Angoscia

"L'angoscia è la vertigine della libertà."
(Søren Kierkegaard)
L'angoscia (in tedesco Angst) è un sentimento intenso di ansia e apprensione. Rappresenta una paura senza nome e la causa e le origini sono apparenti. Per tale motivo, non è semplicemente minacciosa, ma catastrofica.
A differenza della paura, in ambito psicoanalitico essa rappresenta ed è vista e percepita dall'Io come una situazione catastrofica, tale da mettere in crisi la capacità dell'Io di controllare e gestire le pressioni dal Super Io e dell'Es.
Il termine angoscia è stato utilizzato per la prima volta in termini filosofici da Søren Kierkegaard (1813–1855), con il quale il pensatore danese identificò la condizione preliminare dell'essenza umana, che emergeva quando l'uomo si poneva davanti ad una scelta: la libertà sconfinata di scelte che l'uomo può operare, lo getta in preda all'angoscia, conscio delle responsabilità derivanti dal fatto che una scelta positiva significhi milioni di scelte negative.
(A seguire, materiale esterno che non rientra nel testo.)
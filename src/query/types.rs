// 查询定义类型 (序列化形式)
//
// 查询文件 (YAML / JSON) 的顶层键严格限定, 多余键在解析时拒绝。

use std::collections::BTreeMap;
use std::fmt;
use std::path::Path;

use serde::de::{Deserializer, MapAccess, Visitor};
use serde::ser::{SerializeMap, Serializer};
use serde::{Deserialize, Serialize};
use serde_json::Value as JsonValue;

use crate::dsl::value::format_float;
use crate::{Result, SelectError};

// ═══════════════════════════════════════════════════════════════════════════
// 表达式文本
// ═══════════════════════════════════════════════════════════════════════════

/// 表达式文本
///
/// 查询文件里 `group_by: [True]` 这类写法会被 YAML 解析成布尔/数字,
/// 统一转成表达式源码 (`True` / `1`)。
#[derive(Debug, Clone, PartialEq, Eq, Hash, Serialize, Deserialize)]
#[serde(from = "RawExpression", into = "String")]
pub struct ExpressionText(pub String);

#[derive(Deserialize)]
#[serde(untagged)]
enum RawExpression {
    Text(String),
    Flag(bool),
    Integer(i64),
    Float(f64),
}

impl From<RawExpression> for ExpressionText {
    fn from(raw: RawExpression) -> Self {
        ExpressionText(match raw {
            RawExpression::Text(s) => s,
            RawExpression::Flag(true) => "True".to_string(),
            RawExpression::Flag(false) => "False".to_string(),
            RawExpression::Integer(i) => i.to_string(),
            RawExpression::Float(f) => format_float(f),
        })
    }
}

impl From<ExpressionText> for String {
    fn from(text: ExpressionText) -> Self {
        text.0
    }
}

impl From<&str> for ExpressionText {
    fn from(s: &str) -> Self {
        ExpressionText(s.to_string())
    }
}

impl ExpressionText {
    pub fn as_str(&self) -> &str {
        &self.0
    }
}

impl fmt::Display for ExpressionText {
    fn fmt(&self, f: &mut fmt::Formatter<'_>) -> fmt::Result {
        f.write_str(&self.0)
    }
}

// ═══════════════════════════════════════════════════════════════════════════
// 列映射 (保持声明顺序)
// ═══════════════════════════════════════════════════════════════════════════

/// 列名 → 表达式 (表达式为空时使用列名本身)
#[derive(Debug, Clone, Default, PartialEq)]
pub struct ColumnMap(pub Vec<(String, Option<String>)>);

impl ColumnMap {
    pub fn is_empty(&self) -> bool {
        self.0.is_empty()
    }

    pub fn len(&self) -> usize {
        self.0.len()
    }

    /// (表达式, 列名) 对
    pub fn pairs(&self) -> impl Iterator<Item = (&str, &str)> {
        self.0.iter().map(|(column, expression)| {
            (expression.as_deref().unwrap_or(column.as_str()), column.as_str())
        })
    }
}

impl<K: Into<String>, V: Into<String>> FromIterator<(K, V)> for ColumnMap {
    fn from_iter<I: IntoIterator<Item = (K, V)>>(iter: I) -> Self {
        ColumnMap(
            iter.into_iter()
                .map(|(k, v)| (k.into(), Some(v.into())))
                .collect(),
        )
    }
}

impl Serialize for ColumnMap {
    fn serialize<S: Serializer>(&self, serializer: S) -> std::result::Result<S::Ok, S::Error> {
        let mut map = serializer.serialize_map(Some(self.0.len()))?;
        for (column, expression) in &self.0 {
            map.serialize_entry(column, expression)?;
        }
        map.end()
    }
}

impl<'de> Deserialize<'de> for ColumnMap {
    fn deserialize<D: Deserializer<'de>>(deserializer: D) -> std::result::Result<Self, D::Error> {
        struct ColumnMapVisitor;

        impl<'de> Visitor<'de> for ColumnMapVisitor {
            type Value = ColumnMap;

            fn expecting(&self, f: &mut fmt::Formatter) -> fmt::Result {
                f.write_str("a mapping of column names to expressions")
            }

            fn visit_map<A: MapAccess<'de>>(self, mut access: A) -> std::result::Result<ColumnMap, A::Error> {
                let mut entries = Vec::with_capacity(access.size_hint().unwrap_or(0));
                while let Some((column, expression)) =
                    access.next_entry::<String, Option<ExpressionText>>()?
                {
                    entries.push((column, expression.map(String::from)));
                }
                Ok(ColumnMap(entries))
            }
        }

        deserializer.deserialize_map(ColumnMapVisitor)
    }
}

// ═══════════════════════════════════════════════════════════════════════════
// select / where / cache
// ═══════════════════════════════════════════════════════════════════════════

/// 显式 {expression, column} 字段
#[derive(Debug, Clone, PartialEq, Eq, Serialize, Deserialize)]
#[serde(deny_unknown_fields)]
pub struct SelectFieldDefinition {
    pub expression: String,
    pub column: String,
}

impl SelectFieldDefinition {
    pub fn new(expression: impl Into<String>, column: impl Into<String>) -> Self {
        Self {
            expression: expression.into(),
            column: column.into(),
        }
    }
}

/// select 列表中的一项
#[derive(Debug, Clone, PartialEq, Serialize, Deserialize)]
#[serde(untagged)]
pub enum FieldSpec {
    Text(String),
    Definition(SelectFieldDefinition),
}

/// select 子句的三种写法
#[derive(Debug, Clone, PartialEq, Serialize, Deserialize)]
#[serde(untagged)]
pub enum SelectSpec {
    /// `select: "*"` 或单个表达式
    Single(String),
    Fields(Vec<FieldSpec>),
    Columns(ColumnMap),
}

/// where 子句: 数据源原生查询片段 (AND 连接) 或参数映射
#[derive(Debug, Clone, PartialEq, Serialize, Deserialize)]
#[serde(untagged)]
pub enum WhereClause {
    Fragments(Vec<ExpressionText>),
    Params(serde_json::Map<String, JsonValue>),
}

impl Default for WhereClause {
    fn default() -> Self {
        WhereClause::Fragments(Vec::new())
    }
}

impl WhereClause {
    pub fn is_empty(&self) -> bool {
        match self {
            WhereClause::Fragments(items) => items.is_empty(),
            WhereClause::Params(map) => map.is_empty(),
        }
    }

    /// 片段文本 (参数映射形式返回空)
    pub fn fragments(&self) -> Vec<String> {
        match self {
            WhereClause::Fragments(items) => items.iter().map(|e| e.0.clone()).collect(),
            WhereClause::Params(_) => Vec::new(),
        }
    }
}

/// cache: 秒数, 或 (min_recency, max_store)
#[derive(Debug, Clone, Copy, PartialEq, Eq, Serialize, Deserialize)]
#[serde(untagged)]
pub enum CacheSpec {
    Seconds(u64),
    Window(Option<u64>, Option<u64>),
}

impl CacheSpec {
    /// (min_recency, max_store)
    pub fn window(&self) -> (Option<u64>, Option<u64>) {
        match *self {
            CacheSpec::Seconds(n) => (Some(n), Some(n)),
            CacheSpec::Window(min_recency, max_store) => (min_recency, max_store),
        }
    }
}

// ═══════════════════════════════════════════════════════════════════════════
// 查询定义
// ═══════════════════════════════════════════════════════════════════════════

/// 查询定义
#[derive(Debug, Clone, PartialEq, Serialize, Deserialize)]
#[serde(deny_unknown_fields)]
pub struct QueryDefinition {
    pub select: SelectSpec,

    #[serde(rename = "static", default, skip_serializing_if = "ColumnMap::is_empty")]
    pub static_columns: ColumnMap,

    #[serde(default, skip_serializing_if = "ColumnMap::is_empty")]
    pub calculate: ColumnMap,

    #[serde(rename = "from")]
    pub source: String,

    #[serde(default, skip_serializing_if = "BTreeMap::is_empty")]
    pub subqueries: BTreeMap<String, QueryDefinition>,

    #[serde(rename = "where", default)]
    pub where_clause: WhereClause,

    #[serde(default)]
    pub order_by: Vec<ExpressionText>,

    #[serde(rename = "filter", default)]
    pub filter: Vec<ExpressionText>,

    #[serde(default)]
    pub having: Vec<ExpressionText>,

    #[serde(default)]
    pub group_by: Vec<ExpressionText>,

    #[serde(default)]
    pub sort_by: Vec<ExpressionText>,

    #[serde(default)]
    pub expand: Vec<ExpressionText>,

    #[serde(default)]
    pub limit: Option<u64>,

    #[serde(default)]
    pub cap: Option<u64>,

    #[serde(default)]
    pub cache: Option<CacheSpec>,
}

impl QueryDefinition {
    /// 最小查询定义 (select + from)
    pub fn new(source: impl Into<String>, select: SelectSpec) -> Self {
        Self {
            select,
            static_columns: ColumnMap::default(),
            calculate: ColumnMap::default(),
            source: source.into(),
            subqueries: BTreeMap::new(),
            where_clause: WhereClause::default(),
            order_by: Vec::new(),
            filter: Vec::new(),
            having: Vec::new(),
            group_by: Vec::new(),
            sort_by: Vec::new(),
            expand: Vec::new(),
            limit: None,
            cap: None,
            cache: None,
        }
    }

    pub fn from_yaml(text: &str) -> Result<Self> {
        Ok(serde_yaml::from_str(text)?)
    }

    pub fn from_json(text: &str) -> Result<Self> {
        Ok(serde_json::from_str(text)?)
    }

    /// 从文件加载 (`.json` 按 JSON, 其余按 YAML)
    pub fn from_file<P: AsRef<Path>>(path: P) -> Result<Self> {
        let path = path.as_ref();
        let content = std::fs::read_to_string(path).map_err(|e| {
            SelectError::Query(format!("Failed to read query file {}: {}", path.display(), e))
        })?;
        match path.extension().and_then(|ext| ext.to_str()) {
            Some("json") => Self::from_json(&content),
            _ => Self::from_yaml(&content),
        }
    }
}

// ═══════════════════════════════════════════════════════════════════════════
// 数据源 schema
// ═══════════════════════════════════════════════════════════════════════════

/// 数据源字段描述
#[derive(Debug, Clone, PartialEq, Serialize, Deserialize)]
pub struct SchemaRow {
    pub id: String,
    #[serde(rename = "type")]
    pub field_type: String,
    #[serde(default)]
    pub description: Option<String>,
    #[serde(default)]
    pub raw: Option<JsonValue>,
}

impl SchemaRow {
    pub fn new(id: &str, field_type: &str, description: Option<&str>) -> Self {
        Self {
            id: id.to_string(),
            field_type: field_type.to_string(),
            description: description.map(str::to_string),
            raw: None,
        }
    }
}

#[cfg(test)]
mod tests {
    use super::*;

    #[test]
    fn test_parse_full_definition() {
        let definition = QueryDefinition::from_yaml(
            r#"
select:
  - key
  - "summary as \"Title\""
  - expression: len(labels)
    column: Labels
from: issues
where:
  - project = ALPHA
order_by:
  - created DESC
group_by:
  - True
sort_by:
  - key desc
limit: 10
cap: 5
cache: [60, null]
"#,
        )
        .unwrap();

        assert_eq!(definition.source, "issues");
        assert_eq!(definition.group_by, vec![ExpressionText::from("True")]);
        assert_eq!(definition.cache, Some(CacheSpec::Window(Some(60), None)));
        assert_eq!(definition.limit, Some(10));
        match &definition.select {
            SelectSpec::Fields(fields) => {
                assert_eq!(fields.len(), 3);
                assert_eq!(
                    fields[2],
                    FieldSpec::Definition(SelectFieldDefinition::new("len(labels)", "Labels"))
                );
            }
            other => panic!("unexpected select {:?}", other),
        }
    }

    #[test]
    fn test_unknown_key_rejected() {
        let result = QueryDefinition::from_yaml("select: [key]\nfrom: issues\norder: [key]\n");
        assert!(matches!(result, Err(SelectError::Serialization(_))));
    }

    #[test]
    fn test_from_is_required() {
        assert!(QueryDefinition::from_yaml("select: [key]\n").is_err());
    }

    #[test]
    fn test_column_mapping_keeps_order() {
        let definition = QueryDefinition::from_yaml(
            "select:\n  Zed: key\n  Alpha: null\n  Mid: summary\nfrom: issues\n",
        )
        .unwrap();
        let SelectSpec::Columns(columns) = definition.select else {
            panic!("expected column mapping");
        };
        let pairs: Vec<_> = columns.pairs().collect();
        assert_eq!(
            pairs,
            vec![("key", "Zed"), ("Alpha", "Alpha"), ("summary", "Mid")]
        );
    }

    #[test]
    fn test_where_params_and_cache_seconds() {
        let definition = QueryDefinition::from_json(
            r#"{"select": "*", "from": "boards", "where": {"type": "scrum"}, "cache": 300}"#,
        )
        .unwrap();
        assert!(matches!(definition.where_clause, WhereClause::Params(_)));
        assert_eq!(definition.cache.unwrap().window(), (Some(300), Some(300)));
        assert_eq!(definition.select, SelectSpec::Single("*".to_string()));
    }

    #[test]
    fn test_nested_subqueries() {
        let definition = QueryDefinition::from_yaml(
            r#"
select: [key]
from: issues
subqueries:
  children:
    select: [key]
    from: issues
    where:
      - parent = "{params.parent}"
"#,
        )
        .unwrap();
        let child = &definition.subqueries["children"];
        assert_eq!(child.where_clause.fragments(), vec!["parent = \"{params.parent}\""]);
    }
}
L'angoscia è definitiva quindi come il sentimento della possibilità.
A differenza dell'animale, che è guidato da istinti in grado di soddisfare le prime necessità, ogni uomo è abbandonato a sé stesso e costretto a operare delle scelte che possono prospettarsi errate, pericolose o addirittura lesive per la sua stessa esistenza; quindi, dal momento che ciascuno condivide la stessa condizione di fronte all'atto di scegliere, l'angoscia è necessariamente un fondamento dell'essenza umana, primigenio e inalienabile.
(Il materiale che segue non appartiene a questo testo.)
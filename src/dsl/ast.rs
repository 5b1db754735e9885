//! 查询表达式 AST 定义
//!
//! 提供 select/filter/group_by 等子句所用表达式的抽象语法树

// ═══════════════════════════════════════════════════════════════════════════
// 表达式
// ═══════════════════════════════════════════════════════════════════════════

/// 表达式
#[derive(Debug, Clone, PartialEq)]
pub enum Expression {
    /// 字面量
    Literal(Literal),
    /// 标识符
    Identifier(String),
    /// 二元运算
    BinaryOp(Box<BinaryOp>),
    /// 一元运算
    UnaryOp(Box<UnaryOp>),
    /// 短路布尔运算 (and / or)
    BoolOp(BoolOp),
    /// 比较链 (a < b <= c)
    Compare(Box<Compare>),
    /// 函数调用
    FunctionCall(Box<FunctionCall>),
    /// 属性访问
    Attribute(Box<Attribute>),
    /// 下标 / 切片
    Subscript(Box<Subscript>),
    /// 列表字面量
    List(Vec<Expression>),
    /// 元组字面量 (求值为列表)
    Tuple(Vec<Expression>),
    /// 字典字面量
    Dict(Vec<(Expression, Expression)>),
    /// 推导式
    Comprehension(Box<Comprehension>),
    /// 条件表达式
    Conditional(Box<Conditional>),
}

/// 字面量
#[derive(Debug, Clone, PartialEq)]
pub enum Literal {
    Integer(i64),
    Float(f64),
    String(String),
    Boolean(bool),
    Null,
}

/// 二元运算
#[derive(Debug, Clone, PartialEq)]
pub struct BinaryOp {
    pub op: BinaryOperator,
    pub left: Expression,
    pub right: Expression,
}

/// 二元运算符 (仅算术, 比较与布尔运算见 Compare / BoolOp)
#[derive(Debug, Clone, Copy, PartialEq, Eq)]
pub enum BinaryOperator {
    Add,
    Sub,
    Mul,
    Div,
    FloorDiv,
    Mod,
    Pow,
}

impl BinaryOperator {
    pub fn from_str(s: &str) -> Option<Self> {
        match s {
            "+" => Some(BinaryOperator::Add),
            "-" => Some(BinaryOperator::Sub),
            "*" => Some(BinaryOperator::Mul),
            "/" => Some(BinaryOperator::Div),
            "//" => Some(BinaryOperator::FloorDiv),
            "%" => Some(BinaryOperator::Mod),
            "**" => Some(BinaryOperator::Pow),
            _ => None,
        }
    }

    pub fn symbol(&self) -> &'static str {
        match self {
            BinaryOperator::Add => "+",
            BinaryOperator::Sub => "-",
            BinaryOperator::Mul => "*",
            BinaryOperator::Div => "/",
            BinaryOperator::FloorDiv => "//",
            BinaryOperator::Mod => "%",
            BinaryOperator::Pow => "** or pow()",
        }
    }
}

/// 一元运算
#[derive(Debug, Clone, PartialEq)]
pub struct UnaryOp {
    pub op: UnaryOperator,
    pub operand: Expression,
}

/// 一元运算符
#[derive(Debug, Clone, Copy, PartialEq, Eq)]
pub enum UnaryOperator {
    Neg,
    Pos,
    Not,
}

/// 短路布尔运算
#[derive(Debug, Clone, PartialEq)]
pub struct BoolOp {
    pub op: BoolOperator,
    pub values: Vec<Expression>,
}

#[derive(Debug, Clone, Copy, PartialEq, Eq)]
pub enum BoolOperator {
    And,
    Or,
}

/// 比较链: `left op1 c1 op2 c2 ...`, 各段之间为 and 关系
#[derive(Debug, Clone, PartialEq)]
pub struct Compare {
    pub left: Expression,
    pub comparisons: Vec<(CompareOperator, Expression)>,
}

/// 比较运算符
#[derive(Debug, Clone, Copy, PartialEq, Eq)]
pub enum CompareOperator {
    Eq,
    Ne,
    Lt,
    Le,
    Gt,
    Ge,
    In,
    NotIn,
    Is,
    IsNot,
}

impl CompareOperator {
    pub fn symbol(&self) -> &'static str {
        match self {
            CompareOperator::Eq => "==",
            CompareOperator::Ne => "!=",
            CompareOperator::Lt => "<",
            CompareOperator::Le => "<=",
            CompareOperator::Gt => ">",
            CompareOperator::Ge => ">=",
            CompareOperator::In => "in",
            CompareOperator::NotIn => "not in",
            CompareOperator::Is => "is",
            CompareOperator::IsNot => "is not",
        }
    }
}

/// 函数调用
///
/// `callee` 为标识符时按函数表查找; 为属性访问时视为方法调用 (白名单)。
#[derive(Debug, Clone, PartialEq)]
pub struct FunctionCall {
    pub callee: Expression,
    pub args: Vec<Expression>,
    pub kwargs: Vec<(String, Expression)>,
}

/// 属性访问
#[derive(Debug, Clone, PartialEq)]
pub struct Attribute {
    pub value: Expression,
    pub name: String,
}

/// 下标访问
#[derive(Debug, Clone, PartialEq)]
pub struct Subscript {
    pub value: Expression,
    pub index: SubscriptIndex,
}

#[derive(Debug, Clone, PartialEq)]
pub enum SubscriptIndex {
    Index(Expression),
    Slice {
        lower: Option<Expression>,
        upper: Option<Expression>,
    },
}

/// 推导式 (列表 / 字典; 生成器参数按列表求值)
#[derive(Debug, Clone, PartialEq)]
pub struct Comprehension {
    pub kind: ComprehensionKind,
    pub clauses: Vec<ComprehensionClause>,
}

#[derive(Debug, Clone, PartialEq)]
pub enum ComprehensionKind {
    List(Expression),
    Dict { key: Expression, value: Expression },
}

/// `for targets in iter if cond...`
#[derive(Debug, Clone, PartialEq)]
pub struct ComprehensionClause {
    pub targets: Vec<String>,
    pub iter: Expression,
    pub conditions: Vec<Expression>,
}

/// 条件表达式 `then_branch if condition else else_branch`
#[derive(Debug, Clone, PartialEq)]
pub struct Conditional {
    pub condition: Expression,
    pub then_branch: Expression,
    pub else_branch: Expression,
}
Attualmente si tende a definire l'angoscia come un senso di frustrazione e malessere, una sofferenza psicologica che può degenerare anche in diverse patologie (si pensi all'angoscia di castrazione infantile o all'angoscia esistenziale di derivazione kierkegaardiana).
Nel possibile tutto è possibile ed essendo l'esistenza umana aperta al futuro, l'angoscia è strettamente connessa all'avvenire che è poi quell'orizzonte temporale in cui l'esistenza si realizza: "Per la libertà, il possibile è l'avvenire, per il tempo l'avvenire è il possibile. Così all'uno come all'altro, nella vita individuale, corrisponde l'angoscia". Il passato può angosciare in quanto si ripresenta come futuro, cioè come una possibilità di ripetizione. Una colpa passata, ad esempio, genera angoscia se non è veramente passata, perché in questo caso genererebbe solo pentimento. L'angoscia è legata a ciò che è, ma può anche non essere, al nulla connesso ogni possibilità, ma siccome l'esistenza è possibilità, l'angoscia è il tarlo del nulla nel cuore dell'esistenza.
Nella filosofia contemporanea il tema dell'angoscia è stato ripreso da M. Heidegger in questi termini: "Con il termine angoscia non intendiamo quell'ansietà assai frequente che in fondo fa parte di quel senso di paura che insorge fin troppo facilmente. L'angoscia è fondamentalmente diversa dalla paura. Noi abbiamo paura sempre di questo o di quell'ente determinato, che in questo o in quel determinato riguardo ci minaccia. La paura di...è sempre anche paura per qualcosa di determinato. Nell'angoscia, noi diciamo, uno è spaesato. Ma dinanzi a che cosa v'è lo spaesamento e cosa vuol dire quell'uno? Non possiamo dire dinanzi a che cosa uno è spaesato, perché lo è nell'insieme. Tutte le cose e noi stessi affondiamo in una sorta di indifferenza. Questo, tuttavia, non nel senso che le cose si dileguino, ma nel senso che nel loro allontanarsi come tale le cose si rivolgono a noi. Questo allontanarsi dell'ente nella sua totalità, che nell'angoscia ci assedia, ci opprime. Non rimane nessun sostegno. Nel dileguarsi dell'ente, rimane soltanto e ci soprassale questo nessuno. L'angoscia rivela il niente. Che l'angoscia sveli il niente, l'uomo stesso lo attesta non appena l'angoscia se n'è andata. Nella luminosità dello sguardo sorretto dal ricordo ancora fresco, dobbiamo dire: ciò di cui e per cui ci angosciavamo non era "propriamente" - niente. In effetti il niente stesso, in quanto tale, era presente".